ODOT to assume control of Cornelius Pass Road
Northwest Cornelius Pass Road will transfer to Oregon Department of Transportation jurisdiction this spring.
Portions of the road are currently owned by Multnomah County (between Highway 30 and Northwest Kaiser Road) and Washington County (between Northwest Kaiser Road and Highway 26), but the transfer to the state has been expected for years.
Once the transfer is finalized, which is expected to be in March, the road will become a state highway, officially signed as Oregon Route 127.
ODOT will install new route signs along the road, likely soon after the transfer is complete, ODOT community affairs coordinator Hope Estes said.
The major construction that closed Cornelius Pass during parts of summer 2019 and 2020 was a prerequisite for ODOT to accept responsibility for the road.
The Multnomah County Board of Commissioners formally approved the transfer in December. It will be finalized after a vote from the Oregon Transportation Commission.
The transfer was planned in a 2017 bill titled Keep Oregon Moving. Area legislators — including state Sen. Betsy Johnson of Scappoose — felt that ODOT "was better positioned than Multnomah County to make major improvements to the road," according to a county press release.
The road has been the site of many crashes over the years, some fatal — like the 2007 death of 17-year-old Taija Belwood, whose mother spent years advocating for improvements to the road — and others less serious, like repeated incidents of semi-trucks tipping over when trying to make tight turns.
Though the road starts at Highway 30, or St. Helens Road, in Multnomah County, it is heavily used by trucks and Columbia County residents who commute to Washington County. Washington County residents also use the road to commute to jobs in Scappoose and Northwest Portland, or as a route to the St. Johns Bridge to North Portland.
The ownership transfer didn't involve any money changing hands between ODOT and Multnomah or Washington counties. The transfer "has no direct construction or maintenance costs and there is no funding for the project," an ODOT project webpage stated.
ODOT and the two counties are in the design stage for a new project called Cornelius Pass Road Arterial Corridor Management. The project will make "Intelligent Transportation Systems" improvements along Cornelius Pass between Highway 30 and Highway 8, also called the Tualatin Valley Highway.
That stretch of Cornelius Pass is 12 miles long. Eight of the 12 miles are included in the jurisdictional transfer.
The 2021-2024 Statewide Transportation Improvement Plan, the state's funding process for highway improvements, includes $2.8 million for the project. In comparison, the safety improvements made between Highway 30 and Northwest Old Cornelius Pass Road were budgeted at $5.65 million.
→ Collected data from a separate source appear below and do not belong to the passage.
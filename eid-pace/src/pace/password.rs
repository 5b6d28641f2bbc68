//! Holders for sensitive byte strings: passwords, nonces and symmetric keys.
//!
//! All of them are wiped when dropped. The raw bytes are never shown by `Debug`.


use std::fmt;

use sha1::{Digest, Sha1};
use subtle::{Choice, ConstantTimeEq};
use zeroize::{Zeroize, Zeroizing};
use zeroize_derive::{Zeroize, ZeroizeOnDrop};


/// An owned buffer of sensitive bytes that is zeroized when dropped.
#[derive(Clone, Default, Eq, Zeroize, ZeroizeOnDrop)]
pub struct SensitiveBytes {
    bytes: Vec<u8>,
}
impl SensitiveBytes {
    pub fn new(bytes: Vec<u8>) -> Self {
        Self { bytes }
    }

    pub fn from_slice(bytes: &[u8]) -> Self {
        Self { bytes: bytes.to_vec() }
    }

    pub fn len(&self) -> usize { self.bytes.len() }
    pub fn is_empty(&self) -> bool { self.bytes.is_empty() }

    /// Returns a copy of the bytes which is zeroized once dropped.
    pub fn to_bytes(&self) -> Zeroizing<Vec<u8>> {
        Zeroizing::new(self.bytes.clone())
    }

    /// Grants scoped access to the bytes.
    pub fn with_secret<R, F: FnOnce(&[u8]) -> R>(&self, f: F) -> R {
        f(&self.bytes)
    }

    /// Wipes the bytes and empties the buffer.
    pub fn clear(&mut self) {
        self.bytes.zeroize();
    }
}
impl ConstantTimeEq for SensitiveBytes {
    fn ct_eq(&self, other: &Self) -> Choice {
        self.bytes.as_slice().ct_eq(other.bytes.as_slice())
    }
}
impl PartialEq for SensitiveBytes {
    fn eq(&self, other: &Self) -> bool {
        self.ct_eq(other).into()
    }
}
impl fmt::Debug for SensitiveBytes {
    fn fmt(&self, f: &mut fmt::Formatter<'_>) -> fmt::Result {
        write!(f, "SensitiveBytes([{} bytes redacted])", self.bytes.len())
    }
}
impl From<Vec<u8>> for SensitiveBytes {
    fn from(value: Vec<u8>) -> Self { Self::new(value) }
}
impl From<&[u8]> for SensitiveBytes {
    fn from(value: &[u8]) -> Self { Self::from_slice(value) }
}


/// The kind of password used to run PACE.
#[derive(Clone, Copy, Debug, Eq, Hash, Ord, PartialEq, PartialOrd)]
pub enum PasswordSource {
    /// Machine Readable Zone (document number, date of birth and date of expiry with check digits).
    Mrz,

    /// Card Access Number printed on the card.
    Can,

    /// Personal Identification Number.
    Pin,

    /// PIN Unblocking Key.
    Puk,
}
impl PasswordSource {
    /// The reference of the password in MSE:Set AT.
    pub fn reference(&self) -> u8 {
        match self {
            Self::Mrz => 0x01,
            Self::Can => 0x02,
            Self::Pin => 0x03,
            Self::Puk => 0x04,
        }
    }

    pub fn from_reference(reference: u8) -> Option<Self> {
        match reference {
            0x01 => Some(Self::Mrz),
            0x02 => Some(Self::Can),
            0x03 => Some(Self::Pin),
            0x04 => Some(Self::Puk),
            _ => None,
        }
    }
}
impl fmt::Display for PasswordSource {
    fn fmt(&self, f: &mut fmt::Formatter<'_>) -> fmt::Result {
        match self {
            Self::Mrz => write!(f, "MRZ"),
            Self::Can => write!(f, "CAN"),
            Self::Pin => write!(f, "PIN"),
            Self::Puk => write!(f, "PUK"),
        }
    }
}


/// A password shared between the terminal and the card.
#[derive(Clone, Debug, Eq, PartialEq)]
pub struct Password {
    source: PasswordSource,
    value: SensitiveBytes,
}
impl Password {
    pub fn new(source: PasswordSource, value: &[u8]) -> Self {
        Self { source, value: SensitiveBytes::from_slice(value) }
    }

    /// A password derived from the MRZ information, i.e. the concatenation of document number,
    /// date of birth and date of expiry, each followed by its check digit.
    pub fn mrz(mrz_information: &str) -> Self { Self::new(PasswordSource::Mrz, mrz_information.as_bytes()) }
    pub fn can(can: &str) -> Self { Self::new(PasswordSource::Can, can.as_bytes()) }
    pub fn pin(pin: &str) -> Self { Self::new(PasswordSource::Pin, pin.as_bytes()) }
    pub fn puk(puk: &str) -> Self { Self::new(PasswordSource::Puk, puk.as_bytes()) }

    pub fn source(&self) -> PasswordSource { self.source }

    /// Returns a copy of the password bytes.
    pub fn to_bytes(&self) -> Zeroizing<Vec<u8>> { self.value.to_bytes() }

    /// The seed from which the password key is derived.
    ///
    /// For the MRZ, this is the SHA-1 hash of the MRZ information; otherwise, it is the password
    /// itself.
    pub fn key_seed(&self) -> Zeroizing<Vec<u8>> {
        match self.source {
            PasswordSource::Mrz => self.value.with_secret(|mrz| {
                let digest = Sha1::digest(mrz);
                Zeroizing::new(digest.to_vec())
            }),
            _ => self.value.to_bytes(),
        }
    }

    pub fn zeroize(&mut self) {
        self.value.clear();
    }
}


/// The random nonce chosen by the card, after decryption.
#[derive(Clone, Debug, Eq, PartialEq)]
pub struct Nonce(SensitiveBytes);
impl Nonce {
    pub fn new(bytes: Vec<u8>) -> Self { Self(SensitiveBytes::new(bytes)) }
    pub fn len(&self) -> usize { self.0.len() }
    pub fn is_empty(&self) -> bool { self.0.is_empty() }
    pub fn to_bytes(&self) -> Zeroizing<Vec<u8>> { self.0.to_bytes() }
    pub fn with_secret<R, F: FnOnce(&[u8]) -> R>(&self, f: F) -> R { self.0.with_secret(f) }
    pub fn zeroize(&mut self) { self.0.clear() }
}


/// A symmetric key such as `K_π`, `K_enc` or `K_mac`.
#[derive(Clone, Debug, Eq, PartialEq)]
pub struct SymmetricKey(SensitiveBytes);
impl SymmetricKey {
    pub fn new(bytes: Vec<u8>) -> Self { Self(SensitiveBytes::new(bytes)) }
    pub fn from_slice(bytes: &[u8]) -> Self { Self(SensitiveBytes::from_slice(bytes)) }
    pub fn len(&self) -> usize { self.0.len() }
    pub fn is_empty(&self) -> bool { self.0.is_empty() }
    pub fn to_bytes(&self) -> Zeroizing<Vec<u8>> { self.0.to_bytes() }
    pub fn with_secret<R, F: FnOnce(&[u8]) -> R>(&self, f: F) -> R { self.0.with_secret(f) }
    pub fn zeroize(&mut self) { self.0.clear() }
}
impl From<Zeroizing<Vec<u8>>> for SymmetricKey {
    fn from(value: Zeroizing<Vec<u8>>) -> Self { Self::from_slice(&value) }
}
Of the $2.8 million, just over $544,000 was budgeted for design. Construction is budgeted at just under $1.5 million, and "other" costs are budgeted around $800,000.
According to the STIP project report, the improvements will include variable message signs, rural curve warning systems, and rural weather stations.
Estes said there are no other projects planned for Cornelius Pass in the current STIP.
Once the transfer is complete, the road will be subject to ODOT standards for maintenance, signage, illumination, and more. However, Estes said, the department doesn't expect the change in standards "to make much of a difference in what people see and experience compared to today."
For managing winter weather, ODOT will consider the road at a level of priority below freeways like Interstate 5, meaning it will be plowed after ODOT clears 1,260 lane miles on its top-priority routes. Multnomah and Washington counties currently classify the road as a "primary route" for winter road maintenance.